Paranasale sinus-echografie (synoniemen: paranasale sinus-echografie, ultrageluid van de neusbijholten) is gebruikt voor ultrageluid diagnostiek in het oor, neus-, en keel (ENT) geneeskunde en tandheelkunde. Als echografische procedure wordt dit onderzoek vooral gekenmerkt als bijzonder laag risico of met weinig bijwerkingen, aangezien er geen röntgenfoto's worden gebruikt. neusbijholten worden in het Latijn "sinus paranasales" genoemd. Anatomisch gezien is de neusbijholten zijn met lucht gevulde holtes die uitsteken in de botten van de schedel as slijmvlies-overdekte uitstulpingen van de neusholte​ De neusbijholten communiceren met de neusholte en zijn in paren; afhankelijk van hun locatie moeten de volgende holtes worden genoemd:

Paranasale sinus-echografie is een beeldvormende techniek die wordt gebruikt om paranasale sinuspathologie te diagnosticeren of te visualiseren.

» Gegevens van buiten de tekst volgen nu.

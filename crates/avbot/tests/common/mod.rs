//! Common test utilities for integration tests.

#![allow(dead_code)]

use avbot::api::{create_router, AppState};
use avbot::services::{http_client, register_all, DEFAULT_HTTP_TIMEOUT};
use avbot::{ClientSet, CommandRouter, LifecycleManager, ServiceCatalog, ServiceRegistry, WebhookDispatcher};
use axum::Router;
use matrix_client::{ChatClient, MatrixClient};
use service_store::MemoryStore;
use std::sync::Arc;
use wiremock::matchers::{method, path_regex};
use wiremock::{Mock, MockServer, ResponseTemplate};

pub const BOT: &str = "@avbot:example.org";
pub const ROOM: &str = "!room:example.org";
pub const BASE_URL: &str = "http://localhost:4050";

/// A fully wired bot talking to a mock homeserver.
pub struct TestApp {
    pub homeserver: MockServer,
    pub client: Arc<dyn ChatClient>,
    pub store: Arc<MemoryStore>,
    pub lifecycle: Arc<LifecycleManager>,
    pub router: Arc<CommandRouter>,
    pub app: Router,
}

impl TestApp {
    /// Bodies of every message event sent to the homeserver.
    pub async fn sent_messages(&self) -> Vec<(String, serde_json::Value)> {
        self.homeserver
            .received_requests()
            .await
            .unwrap_or_default()
            .into_iter()
            .filter(|req| req.url.path().contains("/send/"))
            .map(|req| {
                let body = serde_json::from_slice(&req.body).unwrap();
                (req.url.path().to_string(), body)
            })
            .collect()
    }
}

/// Start a mock homeserver that accepts joins and message sends.
pub async fn mock_homeserver() -> MockServer {
    let server = MockServer::start().await;

    Mock::given(method("POST"))
        .and(path_regex(r"^/_matrix/client/v3/join/.+$"))
        .respond_with(ResponseTemplate::new(200).set_body_json(serde_json::json!({
            "room_id": ROOM
        })))
        .mount(&server)
        .await;

    Mock::given(method("PUT"))
        .and(path_regex(r"^/_matrix/client/v3/rooms/.+/send/m\.room\.message/.+$"))
        .respond_with(
            ResponseTemplate::new(200).set_body_json(serde_json::json!({ "event_id": "$ev" })),
        )
        .mount(&server)
        .await;

    server
}

pub async fn spawn_app() -> TestApp {
    let homeserver = mock_homeserver().await;
    let client: Arc<dyn ChatClient> =
        Arc::new(MatrixClient::new(homeserver.uri(), BOT, "test-token").unwrap());

    let mut builder = ServiceRegistry::builder();
    register_all(&mut builder, http_client(DEFAULT_HTTP_TIMEOUT).unwrap()).unwrap();

    let store = Arc::new(MemoryStore::new());
    let clients = ClientSet::new();
    clients.insert(client.clone());

    let catalog = ServiceCatalog::new(store.clone(), Arc::new(builder.build()));
    let lifecycle = Arc::new(LifecycleManager::new(catalog.clone(), clients.clone(), BASE_URL));
    let router = Arc::new(CommandRouter::new(catalog.clone(), clients.clone(), "!"));
    let app = create_router(AppState::new(
        lifecycle.clone(),
        WebhookDispatcher::new(catalog, clients),
    ));

    TestApp {
        homeserver,
        client,
        store,
        lifecycle,
        router,
        app,
    }
}
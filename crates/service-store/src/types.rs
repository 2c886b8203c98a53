//! Persisted service record.

use chrono::{DateTime, Utc};
use serde::{Deserialize, Serialize};

/// Configuration of one service instance as it is persisted.
///
/// `config` is opaque to the store; only the owning service type knows its
/// shape.
#[derive(Debug, Clone, PartialEq, Serialize, Deserialize)]
pub struct ServiceRecord {
    pub service_id: String,
    pub service_type: String,
    pub service_user_id: String,
    pub webhook_endpoint_url: String,
    pub config: serde_json::Value,
    pub updated_at: DateTime<Utc>,
}

impl ServiceRecord {
    pub fn new(
        service_id: impl Into<String>,
        service_type: impl Into<String>,
        service_user_id: impl Into<String>,
        webhook_endpoint_url: impl Into<String>,
        config: serde_json::Value,
    ) -> Self {
        Self {
            service_id: service_id.into(),
            service_type: service_type.into(),
            service_user_id: service_user_id.into(),
            webhook_endpoint_url: webhook_endpoint_url.into(),
            config,
            updated_at: Utc::now(),
        }
    }
}
//! Matrix client-server API types.

use serde::{Deserialize, Serialize};
use std::collections::HashMap;

/// Event type used for every room message the bot sends.
pub const ROOM_MESSAGE: &str = "m.room.message";

/// Format marker for HTML message bodies.
pub const HTML_FORMAT: &str = "org.matrix.custom.html";

/// Plain text message content (`m.text`, `m.notice`).
#[derive(Debug, Clone, PartialEq, Serialize, Deserialize)]
pub struct TextMessage {
    pub msgtype: String,
    pub body: String,
}

impl TextMessage {
    pub fn notice(body: impl Into<String>) -> Self {
        Self {
            msgtype: "m.notice".into(),
            body: body.into(),
        }
    }

    pub fn text(body: impl Into<String>) -> Self {
        Self {
            msgtype: "m.text".into(),
            body: body.into(),
        }
    }
}

/// Message content with an HTML rendering alongside the plain body.
#[derive(Debug, Clone, PartialEq, Serialize, Deserialize)]
pub struct HtmlMessage {
    pub body: String,
    pub msgtype: String,
    pub format: String,
    pub formatted_body: String,
}

impl HtmlMessage {
    pub fn new(
        msgtype: impl Into<String>,
        body: impl Into<String>,
        formatted_body: impl Into<String>,
    ) -> Self {
        Self {
            body: body.into(),
            msgtype: msgtype.into(),
            format: HTML_FORMAT.into(),
            formatted_body: formatted_body.into(),
        }
    }
}

/// `m.image` message content pointing at an uploaded `mxc://` URI.
#[derive(Debug, Clone, PartialEq, Serialize, Deserialize)]
pub struct ImageMessage {
    pub msgtype: String,
    pub body: String,
    pub url: String,
}

/// Response to sending an event.
#[derive(Debug, Clone, Deserialize)]
pub struct SendEventResponse {
    pub event_id: String,
}

/// Response to joining a room.
#[derive(Debug, Clone, Deserialize)]
pub struct JoinRoomResponse {
    pub room_id: String,
}

/// Response to a media upload.
#[derive(Debug, Clone, Deserialize)]
pub struct UploadResponse {
    pub content_uri: String,
}

/// Typing notification request.
#[derive(Debug, Clone, Serialize)]
pub struct TypingRequest {
    pub typing: bool,
    #[serde(skip_serializing_if = "Option::is_none")]
    pub timeout: Option<u64>,
}

/// Matrix error body.
#[derive(Debug, Clone, Deserialize)]
pub struct ErrorResponse {
    #[serde(default)]
    pub errcode: String,
    #[serde(default)]
    pub error: String,
}

/// Response from `GET /whoami`.
#[derive(Debug, Clone, Deserialize)]
pub struct WhoAmIResponse {
    pub user_id: String,
}

/// Response from `GET /sync`, reduced to what the bot reads.
#[derive(Debug, Clone, Deserialize)]
pub struct SyncResponse {
    pub next_batch: String,
    #[serde(default)]
    pub rooms: SyncRooms,
}

#[derive(Debug, Clone, Default, Deserialize)]
pub struct SyncRooms {
    #[serde(default)]
    pub join: HashMap<String, JoinedRoom>,
    #[serde(default)]
    pub invite: HashMap<String, serde_json::Value>,
}

#[derive(Debug, Clone, Default, Deserialize)]
pub struct JoinedRoom {
    #[serde(default)]
    pub timeline: Timeline,
}

#[derive(Debug, Clone, Default, Deserialize)]
pub struct Timeline {
    #[serde(default)]
    pub events: Vec<RoomEvent>,
}

/// A timeline event.
#[derive(Debug, Clone, Deserialize)]
pub struct RoomEvent {
    #[serde(rename = "type")]
    pub event_type: String,
    pub sender: String,
    #[serde(default)]
    pub event_id: String,
    #[serde(default)]
    pub origin_server_ts: i64,
    #[serde(default)]
    pub content: serde_json::Value,
}

/// Parsed text message for bot processing.
#[derive(Debug, Clone, PartialEq)]
pub struct RoomMessage {
    /// Room the message was sent in.
    pub room_id: String,
    /// Matrix user ID of the sender.
    pub sender: String,
    /// Message body.
    pub text: String,
    /// Event ID of the message.
    pub event_id: String,
    /// Server timestamp in milliseconds.
    pub timestamp: i64,
}

impl RoomMessage {
    /// Extract a text message from a timeline event.
    ///
    /// Only `m.room.message` events with msgtype `m.text` are considered.
    pub fn from_event(room_id: &str, event: &RoomEvent) -> Option<Self> {
        if event.event_type != ROOM_MESSAGE {
            return None;
        }
        if event.content.get("msgtype")?.as_str()? != "m.text" {
            return None;
        }
        let text = event.content.get("body")?.as_str()?.to_string();

        Some(Self {
            room_id: room_id.to_string(),
            sender: event.sender.clone(),
            text,
            event_id: event.event_id.clone(),
            timestamp: event.origin_server_ts,
        })
    }
}

/// An item produced by the sync receiver.
#[derive(Debug, Clone, PartialEq)]
pub enum SyncItem {
    /// A text message in a joined room.
    Message(RoomMessage),
    /// The bot was invited to a room.
    Invite(String),
}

Indicaties (toepassingsgebieden)

  • Sinusitis (ontsteking van de neusbijholten).
  • Kaakholte empyeem - accumulatie van pus in de maxillaire sinussen.
  • Mucoceles - ophoping van slijm als gevolg van obstructie van de afvoer in het uitscheidingskanaal.
  • poliepen (mucosale gezwellen).
  • Cysten (met water gevulde holtes)
  • Breuken (botbreuken), van de botten begrenzing van de sinussen na trauma (blootstelling aan kracht).
  • Hematosinus - bloeden in de sinus na trauma.
  • Tumoren

Contra-indicaties

Vanwege de gebruikte geluidsgolven is sinus-echografie absoluut vrij van bijwerkingen en onschadelijk en kan zo vaak als gewenst worden herhaald. Het enige waar u op moet letten, is een intact huid oppervlak om niet te veroorzaken pijn of besmetting van groter wonden.

Voor therapie

Er zijn geen speciale maatregelen nodig voordat echografie wordt uitgevoerd; de onderzoekende arts brengt een transparante gel aan met water aan de huid om de geleiding van ultrageluid golven in het weefsel en weer terug.

De procedure

Het onderzoek wordt uitgevoerd bij een zittende patiënt. Beide zijden worden altijd vergeleken om veranderingen op een meer gedifferentieerde manier te beoordelen. Echografie van de neusbijholten werd vroeger voornamelijk uitgevoerd door middel van A-modus echografie en was de belangrijkste indicatie voor dit type echografie. Maar ondertussen wint ook de B-mode echografie op dit gebied aan belang. Wanneer A-mode echografie wordt uitgevoerd, worden de echo's weergegeven als eenvoudige kromme-afbuigingen, dwz amplitudes. De nieuwere echografie in de B-modus vertegenwoordigt de verdere ontwikkeling van de A-modus. Deze methode visualiseert de amplitude van de echo als een zogenaamde grijswaarde. Bij echografie zendt de transducer ultrasone golven uit die worden gereflecteerd door het weefsel. Lucht daarentegen wordt op het scherm weergegeven als een echoarm gebied in het zwart. In het geval van de neusbijholten, die gevuld zijn met lucht, betekent dit dat alleen de voorste rand van de gezonde neusbijholten kan worden gevisualiseerd met echografie. De lucht in de holte zorgt voor totale reflectie van het geluid, dus de achterste grens kan niet worden gevisualiseerd. Dit proces wordt geluidsonderdrukking genoemd, maar het is alleen van toepassing op de gezonde sinus. Als er daarentegen een verandering is, zoals een tumor in de paranasale sinus, verandert dit de echogeniciteit en wordt de achterwand van de sinus zichtbaar als een zogenaamde achterwand-echo, aangezien de echografie wordt overgedragen via het vreemde structuur. Dit eenvoudige principe maakt het mogelijk om relevante veranderingen in de neusbijholten te visualiseren. Aanvullend Röntgenstraal examens worden afgenomen. Paranasale sinus-echografie is van bijzonder belang bij:

  • Sinusitis gedurende zwangerschap als een stralingsarme procedure.
  • De postoperatieve follow-up als aanvullende diagnostische procedure.
  • Kinderen, want hier zijn de neusbijholten slechts licht gevuld met lucht

Mogelijke complicaties

Bij sinus-echografie worden geen bijwerkingen verwacht.